I’ve been meaning to write a blog post about a weighty topic, such as Integrity or Solitude, but what’s been going through my mind recently is, on the surface, more superficial: I’ve been pondering getting two tattoos when I turn 30 next May–one of a sun on my left inner forearm, one of a lotus flower on my right inner forearm.

The imagery should be obvious to readers of this blog: Light and Lotus, visual representations of my faith.

Yesterday, I began wondering if perhaps instead of two tattoos, I could merge them into one by placing the lotus flower in the bottom of the sun. Doing this, however, would leave an open space above that would seem too empty. The question then arose as to what would I fill it with? My first thought was a silhouette of a person meditating in the lotus position, but I ruled this out for two reasons: 1. I’m unable to meditate in that position, so this image simply wouldn’t be meaningful enough to me to warrant being marked permanently on my skin; and 2. I want balance between my two religions and this would make Buddhism be overly-represented.

The second thought was of a cross, just a simple black-line cross, not a crucifix.

This has led me to rather thorny questions about what I believe about Jesus, or, more aptly, how unconventional my relationship with Jesus is. Getting a tattoo of a cross–even a simple one–would send a message to all who saw it that, look, I’m a Christian.

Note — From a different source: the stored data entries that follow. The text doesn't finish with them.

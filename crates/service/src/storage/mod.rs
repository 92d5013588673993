//! Storage abstractions for service layer
//!
//! The whole directory is one `Document`; a store only knows how to load it
//! and how to write it back in one piece.

pub mod json_document_store;
pub mod memory_store;

use async_trait::async_trait;
use models::Document;

use crate::errors::ServiceError;

pub use json_document_store::JsonDocumentStore;
pub use memory_store::MemoryDocumentStore;

/// Trait abstraction for the document store.
/// Implementations can be file-backed or in-memory.
#[async_trait]
pub trait DocumentStore: Send + Sync {
    async fn load(&self) -> Result<Document, ServiceError>;
    async fn persist(&self, doc: &Document) -> Result<(), ServiceError>;
}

And yet I’ve been wrestling with that question for years and had, until this thorny tattoo question popped up, been just… well, ignoring it. Placating myself with phrases like, “Labels aren’t important. Faith is.” What makes someone a Christian? My in-laws would give a narrow definition and use words like “Bible-believing” and “Jesus as savior”. In their eyes, I don’t think I count as a Christian. The church I grew up in, the Catholic church, wouldn’t count me as a Christian either, as the Nicene Creed, the Virgin Birth, the Resurrection–all these I doubt. In fact, I’m fairly certain most people who call themselves Christians would have a hard time with me counting myself amongst them.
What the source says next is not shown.